____ Supplied records
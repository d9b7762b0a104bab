//! Tests for `src/config.rs` file loading and path layout.

use std::path::PathBuf;

use sitesmith::config::{load_config, Config, RuntimePaths};
use sitesmith::providers::SamplingConfig;

#[test]
fn missing_file_yields_defaults() {
    let tmp = tempfile::tempdir().expect("should create temp dir");
    let config = load_config(&tmp.path().join("absent.toml")).expect("missing file is fine");

    assert_eq!(
        config.inference.endpoint,
        "https://models.github.ai/inference/chat/completions"
    );
    assert_eq!(config.inference.sampling(), SamplingConfig::default());
    assert!(config.storage.database.is_none());
}

#[test]
fn full_file_overrides_every_field() {
    let tmp = tempfile::tempdir().expect("should create temp dir");
    let path = tmp.path().join("config.toml");
    std::fs::write(
        &path,
        r#"
[inference]
endpoint = "http://127.0.0.1:9999/v1/chat/completions"
model = "local/llama"
credential_key = "LOCAL_TOKEN"
temperature = 0.2
top_p = 0.5
max_tokens = 512
request_timeout_secs = 45

[storage]
database = "/var/lib/sitesmith/ideas.db"
"#,
    )
    .expect("should write config");

    let config = load_config(&path).expect("should load");
    assert_eq!(config.inference.model, "local/llama");
    assert_eq!(config.inference.credential_key, "LOCAL_TOKEN");
    assert_eq!(config.inference.request_timeout_secs, Some(45));
    assert_eq!(config.inference.sampling().max_tokens, 512);
    assert_eq!(
        config.storage.database,
        Some(PathBuf::from("/var/lib/sitesmith/ideas.db"))
    );
}

#[test]
fn malformed_file_is_an_error() {
    let tmp = tempfile::tempdir().expect("should create temp dir");
    let path = tmp.path().join("config.toml");
    std::fs::write(&path, "[inference\nmodel = ").expect("should write config");

    let err = load_config(&path).expect_err("malformed TOML must fail");
    assert!(err.to_string().contains("failed to parse config"));
}

#[test]
fn runtime_paths_layout() {
    let paths = RuntimePaths::under(PathBuf::from("/home/u/.sitesmith"));
    assert_eq!(paths.config_toml, PathBuf::from("/home/u/.sitesmith/config.toml"));
    assert_eq!(paths.env_file, PathBuf::from("/home/u/.sitesmith/.env"));
    assert_eq!(paths.database, PathBuf::from("/home/u/.sitesmith/sitesmith.db"));
    assert_eq!(paths.logs_dir, PathBuf::from("/home/u/.sitesmith/logs"));
}

#[test]
fn database_path_prefers_configured_value() {
    let paths = RuntimePaths::under(PathBuf::from("/root/.sitesmith"));
    let mut config = Config::default();
    assert_eq!(config.database_path(&paths), paths.database);

    config.storage.database = Some(PathBuf::from("/tmp/other.db"));
    assert_eq!(config.database_path(&paths), PathBuf::from("/tmp/other.db"));
}
use std::fmt;

use lazy_static::lazy_static;
use regex::Regex;

use crate::lexer::cursor::Cursor;
use crate::symbol::{DirKind, Opcode, Span};

pub mod cursor;

/// Marks the start of a comment, which runs to the end of the line.
pub const COMMENT: char = '/';

lazy_static! {
    static ref NUMBER: Regex = Regex::new(r"^[-+]?[0-9A-Fa-f]+$").unwrap();
    static ref IDENT: Regex = Regex::new(r"^[A-Za-z][A-Za-z0-9]*$").unwrap();
}

/// Single lexeme of a source line.
#[derive(Clone, Copy, PartialEq, Eq, Debug)]
pub struct Token<'a> {
    pub kind: TokenKind,
    pub text: &'a str,
    /// Byte range within the line
    pub span: Span,
}

#[derive(Clone, Copy, PartialEq, Eq, Debug)]
pub enum TokenKind {
    Instr(Opcode),
    Dir(DirKind),
    /// Radix depends on context: operands are hex, directives name their own.
    Num,
    Ident,
    Comma,
}

impl fmt::Display for TokenKind {
    fn fmt(&self, f: &mut fmt::Formatter<'_>) -> fmt::Result {
        match self {
            TokenKind::Instr(_) => f.write_str("instruction"),
            TokenKind::Dir(_) => f.write_str("directive"),
            TokenKind::Num => f.write_str("number"),
            TokenKind::Ident => f.write_str("identifier"),
            TokenKind::Comma => f.write_str("comma"),
        }
    }
}

/// Lexeme that fits no token kind.
#[derive(Clone, PartialEq, Eq, Debug)]
pub struct LexError {
    pub lexeme: String,
    pub span: Span,
}

/// Test if a character separates tokens.
pub(crate) fn is_whitespace(c: char) -> bool {
    c.is_whitespace()
}

/// Classify a lexeme. First match wins: instruction, directive, number, identifier, comma.
pub fn classify(lexeme: &str) -> Option<TokenKind> {
    if let Ok(op) = lexeme.parse::<Opcode>() {
        Some(TokenKind::Instr(op))
    } else if let Ok(dir) = lexeme.parse::<DirKind>() {
        Some(TokenKind::Dir(dir))
    } else if NUMBER.is_match(lexeme) {
        Some(TokenKind::Num)
    } else if IDENT.is_match(lexeme) {
        Some(TokenKind::Ident)
    } else if lexeme == "," {
        Some(TokenKind::Comma)
    } else {
        None
    }
}

/// Strip the comment from `line`, if any.
pub fn strip_comment(line: &str) -> &str {
    match line.find(COMMENT) {
        Some(idx) => &line[..idx],
        None => line,
    }
}

/// Split one line into tokens. Commas always form their own token.
pub fn tokenize(line: &str) -> Result<Vec<Token<'_>>, LexError> {
    let mut cur = Cursor::new(strip_comment(line));
    let mut toks = Vec::new();
    loop {
        cur.take_while(is_whitespace);
        cur.reset_pos();
        match cur.bump() {
            None => break,
            Some(',') => (),
            Some(_) => cur.take_while(|c| !is_whitespace(c) && c != ','),
        }
        let text = cur.tok_text();
        let span = Span::new(cur.tok_start(), text.len());
        match classify(text) {
            Some(kind) => toks.push(Token { kind, text, span }),
            None => {
                return Err(LexError {
                    lexeme: text.to_string(),
                    span,
                })
            }
        }
    }
    Ok(toks)
}
use std::collections::VecDeque;
use std::io::{self, BufRead, IsTerminal, Write};

use colored::Colorize;
use console::Term;
use log::warn;

/// Line-based console the machine uses for `Input`, `Output` and `Dump`.
pub trait Console {
    /// Read one line without its terminator. `None` once input is exhausted.
    fn read_line(&mut self) -> io::Result<Option<String>>;

    fn write_line(&mut self, line: &str) -> io::Result<()>;

    /// Called when a line read for `Input` is not a valid value. It will be read again.
    fn reject_input(&mut self, _line: &str) {}
}

/// Console on the process' standard streams.
///
/// Prompts are only shown when stdin is an interactive terminal, so piped input produces
/// nothing but program output.
pub struct Stdio {
    interactive: bool,
    term: Term,
}

impl Stdio {
    pub fn new() -> Self {
        Stdio {
            interactive: io::stdin().is_terminal(),
            term: Term::stderr(),
        }
    }
}

impl Default for Stdio {
    fn default() -> Self {
        Self::new()
    }
}

impl Console for Stdio {
    fn read_line(&mut self) -> io::Result<Option<String>> {
        // stdout carries program output only
        if self.interactive {
            self.term.write_str(&format!("{} ", "Input >".cyan()))?;
        }
        read_line_from(&mut io::stdin().lock())
    }

    fn write_line(&mut self, line: &str) -> io::Result<()> {
        let mut stdout = io::stdout().lock();
        writeln!(stdout, "{line}")?;
        stdout.flush()
    }

    fn reject_input(&mut self, line: &str) {
        if self.interactive {
            if let Err(err) = report_rejected(&mut self.term, line) {
                warn!("could not report rejected input: {err}");
            }
        }
    }
}

/// Read one line from `reader` without its terminator. `None` at end of input.
fn read_line_from(reader: &mut impl BufRead) -> io::Result<Option<String>> {
    let mut buf = String::new();
    if reader.read_line(&mut buf)? == 0 {
        return Ok(None);
    }
    let len = buf.trim_end_matches(['\n', '\r']).len();
    buf.truncate(len);
    Ok(Some(buf))
}

fn report_rejected(out: &mut impl Write, line: &str) -> io::Result<()> {
    writeln!(
        out,
        "{} `{}` is not a hex value from -8000 to 7FFF",
        "Invalid".red(),
        line.trim()
    )
}

/// In-memory console with queued input and captured output.
#[derive(Clone, Default, Debug)]
pub struct Buffered {
    input: VecDeque<String>,
    output: Vec<String>,
    rejected: Vec<String>,
}

impl Buffered {
    pub fn new<I, S>(input: I) -> Self
    where
        I: IntoIterator<Item = S>,
        S: Into<String>,
    {
        Buffered {
            input: input.into_iter().map(Into::into).collect(),
            output: Vec::new(),
            rejected: Vec::new(),
        }
    }

    /// Lines written so far
    pub fn output(&self) -> &[String] {
        &self.output
    }

    /// Input lines the machine refused
    pub fn rejected(&self) -> &[String] {
        &self.rejected
    }
}

impl Console for Buffered {
    fn read_line(&mut self) -> io::Result<Option<String>> {
        Ok(self.input.pop_front())
    }

    fn write_line(&mut self, line: &str) -> io::Result<()> {
        self.output.push(line.to_string());
        Ok(())
    }

    fn reject_input(&mut self, line: &str) {
        self.rejected.push(line.to_string());
    }
}

#[cfg(test)]
mod tests {
    use super::*;

    #[test]
    fn buffered_round_trip() {
        let mut console = Buffered::new(["1", "2"]);
        assert_eq!(console.read_line().unwrap().as_deref(), Some("1"));
        assert_eq!(console.read_line().unwrap().as_deref(), Some("2"));
        assert_eq!(console.read_line().unwrap(), None);

        console.write_line("00FF").unwrap();
        console.reject_input("zz");
        assert_eq!(console.output(), ["00FF"]);
        assert_eq!(console.rejected(), ["zz"]);
    }

    #[test]
    fn line_reader_end_of_input() {
        assert_eq!(read_line_from(&mut io::empty()).unwrap(), None);

        let mut reader = "\n".as_bytes();
        assert_eq!(read_line_from(&mut reader).unwrap().as_deref(), Some(""));
        assert_eq!(read_line_from(&mut reader).unwrap(), None);
    }

    #[test]
    fn line_reader_strips_terminators() {
        let mut reader = "7f\r\n-1\nlast".as_bytes();
        assert_eq!(read_line_from(&mut reader).unwrap().as_deref(), Some("7f"));
        assert_eq!(read_line_from(&mut reader).unwrap().as_deref(), Some("-1"));
        assert_eq!(read_line_from(&mut reader).unwrap().as_deref(), Some("last"));
        assert_eq!(read_line_from(&mut reader).unwrap(), None);
    }

    struct Broken;

    impl Write for Broken {
        fn write(&mut self, _: &[u8]) -> io::Result<usize> {
            Err(io::Error::new(io::ErrorKind::BrokenPipe, "closed"))
        }

        fn flush(&mut self) -> io::Result<()> {
            Ok(())
        }
    }

    #[test]
    fn rejection_report() {
        let mut out = Vec::new();
        report_rejected(&mut out, " zz\n").unwrap();
        let text = String::from_utf8(out).unwrap();
        assert!(text.contains("`zz` is not a hex value"));

        let err = report_rejected(&mut Broken, "zz").unwrap_err();
        assert_eq!(err.kind(), io::ErrorKind::BrokenPipe);
    }
}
________
▶ To do:
Copy out every line in the listing where the word "interactive" appears.

▶ Solved exercise:
/// Prompts are only shown when stdin is an interactive terminal, so piped input produces
    interactive: bool,
            interactive: io::stdin().is_terminal(),
        if self.interactive {
        if self.interactive {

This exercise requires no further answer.